Domanda. In che senso?

Carlotti. Nel senso che sviluppano conoscenza, controllo e governance interni più solidi. Le società finanziarie hanno le risorse e la capacità di investimento per procedere in questa direzione.

Domanda. Come funzionano gli accessi privilegiati? E, solitamente, a chi si concedono?

Carlotti. Come anticipato, banche e assicurazioni hanno molte similitudini tecnologiche, di processo e organizzative. Escludendo aspetti e configurazioni specifici, che sono spesso personalizzati in base alle esigenze di ogni cliente, queste aziende dovrebbero concedere i giusti privilegi ai giusti utenti.
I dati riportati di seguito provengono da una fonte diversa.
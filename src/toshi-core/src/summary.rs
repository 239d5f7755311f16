use serde::{Deserialize, Serialize};
use serde_json::Value;

use crate::error::{ModelError, Result};
use crate::index::Index;

/// Docstore settings reported by the server.
#[derive(Debug, Clone, Serialize, Deserialize, PartialEq, Eq)]
pub struct IndexSettings {
    pub docstore_blocksize: u64,
    pub docstore_compression: String,
}

/// Snapshot of an index as reported by `/{index}/_summary`.
#[derive(Debug, Clone, PartialEq)]
pub struct IndexSummary {
    pub index_settings: IndexSettings,
    /// Segment descriptors, kept opaque.
    pub segments: Vec<Value>,
    /// Counter of committed write operations.
    pub opstamp: u64,
    pub index: Index,
}

impl IndexSummary {
    /// Decode the object found under the `summaries` key of a summary response.
    pub fn from_json(index_name: &str, data: &Value) -> Result<Self> {
        let schema = data
            .get("schema")
            .ok_or_else(|| ModelError::Malformed("summary has no schema".to_string()))?;
        let index = Index::from_json(index_name, schema)?;

        let index_settings = data
            .get("index_settings")
            .cloned()
            .ok_or_else(|| ModelError::Malformed("summary has no index_settings".to_string()))?;
        let index_settings: IndexSettings = serde_json::from_value(index_settings)?;

        let segments = match data.get("segments") {
            Some(Value::Array(segments)) => segments.clone(),
            Some(Value::Null) | None => Vec::new(),
            Some(other) => {
                return Err(ModelError::Malformed(format!(
                    "segments must be an array, got {}",
                    other
                )))
            }
        };

        let opstamp = data
            .get("opstamp")
            .and_then(Value::as_u64)
            .ok_or_else(|| ModelError::Malformed("summary has no opstamp".to_string()))?;

        Ok(Self {
            index_settings,
            segments,
            opstamp,
            index,
        })
    }
}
Il miglior approccio prevede di mappare i diritti a livello di schema organizzativo, presupponendo che sia definito nella corporate directory o nel sistema di gestione delle identità, e integrarlo con profili e autorizzazioni definiti e mirati. Le organizzazioni del mercato finance sono strutture complesse costituite gerarchicamente. Il processo di assegnazione dei privilegi deve poter essere applicato in modo granulare, puntuale e modulare, per consentire una corretta “modellizzazione” degli schemi di privilegi. Una revisione periodica di questo schema di autorizzazioni è fondamentale per garantire affidabilità costante e ridurre i rischi: si pensi, per esempio, a utenti orfani (cioè quelli che dipendono da un account di accesso nel database master, che però lì non è più presente, ndr), oppure a dipendenti o consulenti che cambiano lavoro o che assumono un nuovo ruolo).

Domanda. Quali controlli suggerite per ridurre i rischi?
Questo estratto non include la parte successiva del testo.